**Records for the task**
#![cfg(feature = "backend-ffmpeg")]

use std::fmt::Display;
use std::path::{Path, PathBuf};
use std::time::Duration;

use ffmpeg::util::error::{EAGAIN, EWOULDBLOCK};
use ffmpeg_next as ffmpeg;
use tokio::sync::mpsc;

use crate::core::{
    DynFrameProvider, FrameError, FrameResult, FrameStream, FrameStreamProvider, LumaFrame,
    VideoMetadata, spawn_stream_from_channel,
};

const BACKEND_NAME: &str = "ffmpeg";
const DEFAULT_CHANNEL_CAPACITY: usize = 8;

fn backend_error(err: impl Display) -> FrameError {
    FrameError::backend_failure(BACKEND_NAME, err.to_string())
}

/// An opened container with its best video stream resolved.
struct VideoInput {
    context: ffmpeg::format::context::Input,
    stream_index: usize,
    time_base: ffmpeg::Rational,
}

impl VideoInput {
    fn open(path: &Path) -> FrameResult<Self> {
        let context = ffmpeg::format::input(&path).map_err(backend_error)?;
        let stream = context
            .streams()
            .best(ffmpeg::media::Type::Video)
            .ok_or_else(|| backend_error("no video stream found"))?;
        let stream_index = stream.index();
        let time_base = stream.time_base();
        Ok(Self {
            context,
            stream_index,
            time_base,
        })
    }

    fn stream(&self) -> FrameResult<ffmpeg::format::stream::Stream<'_>> {
        self.context
            .stream(self.stream_index)
            .ok_or_else(|| backend_error("video stream disappeared"))
    }

    fn decoder(&self) -> FrameResult<ffmpeg::decoder::Video> {
        ffmpeg::codec::context::Context::from_parameters(self.stream()?.parameters())
            .and_then(|context| context.decoder().video())
            .map_err(backend_error)
    }

    fn metadata(&self) -> FrameResult<VideoMetadata> {
        let stream = self.stream()?;
        let rate = stream.avg_frame_rate();
        let fps = (rate.denominator() != 0)
            .then(|| f64::from(rate))
            .filter(|fps| fps.is_finite() && *fps > 0.0);
        // AV_TIME_BASE units, i.e. microseconds.
        let duration = u64::try_from(self.context.duration())
            .ok()
            .filter(|micros| *micros > 0)
            .map(Duration::from_micros);
        let total_frames = u64::try_from(stream.frames()).ok().filter(|n| *n > 0);
        let decoder = self.decoder().ok();
        Ok(VideoMetadata {
            duration,
            fps,
            width: decoder.as_ref().map(|video| video.width()),
            height: decoder.as_ref().map(|video| video.height()),
            total_frames,
        })
    }
}

fn pts_to_duration(pts: Option<i64>, time_base: ffmpeg::Rational) -> Option<Duration> {
    pts.map(|pts| Duration::from_secs_f64((pts as f64 * f64::from(time_base)).max(0.0)))
}

/// Decodes a file and hands out its luma plane, one frame at a time.
pub struct FfmpegProvider {
    input: PathBuf,
    metadata: VideoMetadata,
    channel_capacity: usize,
}

impl FfmpegProvider {
    pub fn open<P: AsRef<Path>>(path: P, channel_capacity: Option<usize>) -> FrameResult<Self> {
        let path = path.as_ref();
        if !path.exists() {
            return Err(FrameError::Io(std::io::Error::new(
                std::io::ErrorKind::NotFound,
                format!("input file {} does not exist", path.display()),
            )));
        }
        ffmpeg::init().map_err(backend_error)?;
        let metadata = VideoInput::open(path)?.metadata()?;
        Ok(Self {
            input: path.to_path_buf(),
            metadata,
            channel_capacity: channel_capacity.unwrap_or(DEFAULT_CHANNEL_CAPACITY).max(1),
        })
    }

    fn decode_into(&self, tx: &mpsc::Sender<FrameResult<LumaFrame>>) -> FrameResult<()> {
        let mut input = VideoInput::open(&self.input)?;
        let mut decoder = input.decoder()?;
        let mut scaler = ffmpeg::software::scaling::context::Context::get(
            decoder.format(),
            decoder.width(),
            decoder.height(),
            ffmpeg::format::pixel::Pixel::GRAY8,
            decoder.width(),
            decoder.height(),
            ffmpeg::software::scaling::flag::Flags::FAST_BILINEAR,
        )
        .map_err(backend_error)?;

        let stream_index = input.stream_index;
        let time_base = input.time_base;
        let mut decoded = ffmpeg::util::frame::Video::empty();
        let mut gray = ffmpeg::util::frame::Video::empty();
        let mut next_index: u64 = 0;

        // Ok(false) once the receiver is gone.
        let mut forward = |decoder: &mut ffmpeg::decoder::Video| -> FrameResult<bool> {
            loop {
                match decoder.receive_frame(&mut decoded) {
                    Ok(()) => {
                        scaler.run(&decoded, &mut gray).map_err(backend_error)?;
                        let timestamp = pts_to_duration(decoded.pts(), time_base);
                        let frame =
                            copy_luma(&gray, timestamp)?.with_frame_index(Some(next_index));
                        next_index += 1;
                        if tx.blocking_send(Ok(frame)).is_err() {
                            return Ok(false);
                        }
                    }
                    Err(ffmpeg::Error::Eof) => return Ok(true),
                    Err(err) if is_retryable_error(&err) => return Ok(true),
                    Err(err) => return Err(backend_error(err)),
                }
            }
        };

        for (stream, packet) in input.context.packets() {
            if stream.index() != stream_index {
                continue;
            }
            match decoder.send_packet(&packet) {
                Err(err) if !is_retryable_error(&err) => return Err(backend_error(err)),
                _ => {}
            }
            if !forward(&mut decoder)? {
                return Ok(());
            }
        }

        decoder.send_eof().map_err(backend_error)?;
        forward(&mut decoder)?;
        Ok(())
    }
}

impl FrameStreamProvider for FfmpegProvider {
    fn metadata(&self) -> VideoMetadata {
        self.metadata
    }

    fn into_stream(self: Box<Self>) -> FrameStream {
        let provider = *self;
        let capacity = provider.channel_capacity;
        spawn_stream_from_channel(capacity, move |tx| {
            if let Err(err) = provider.decode_into(&tx) {
                let _ = tx.blocking_send(Err(err));
            }
        })
    }
}

/// Copies the visible part of each row, dropping the decoder's row padding.
fn copy_luma(
    frame: &ffmpeg::util::frame::Video,
    timestamp: Option<Duration>,
) -> FrameResult<LumaFrame> {
    let plane = frame.data(0);
    let stride = frame.stride(0);
    let width = frame.width() as usize;
    let height = frame.height() as usize;
    let mut buffer = Vec::with_capacity(width * height);
    for row in plane.chunks(stride).take(height) {
        buffer.extend_from_slice(&row[..width.min(row.len())]);
    }
    Ok(LumaFrame::new(frame.width(), frame.height(), buffer)?.with_timestamp(timestamp))
}

fn is_retryable_error(error: &ffmpeg::Error) -> bool {
    matches!(
        error,
        ffmpeg::Error::Other { errno }
            if *errno == EAGAIN || *errno == EWOULDBLOCK
    )
}

pub fn boxed_ffmpeg<P: AsRef<Path>>(
    path: P,
    channel_capacity: Option<usize>,
) -> FrameResult<DynFrameProvider> {
    Ok(Box::new(FfmpegProvider::open(path, channel_capacity)?))
}

#[cfg(test)]
mod tests {
    use super::*;

    #[test]
    fn missing_file_returns_error() {
        let result = FfmpegProvider::open("/tmp/nonexistent-subtitle-extract-input.mp4", None);
        assert!(matches!(result, Err(FrameError::Io(_))));
    }
}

**What you are asked to do**
Among the lines above, which ones include the word "impl"? Copy them.

**Output for this exercise**
fn backend_error(err: impl Display) -> FrameError {
impl VideoInput {
impl FfmpegProvider {
impl FrameStreamProvider for FfmpegProvider {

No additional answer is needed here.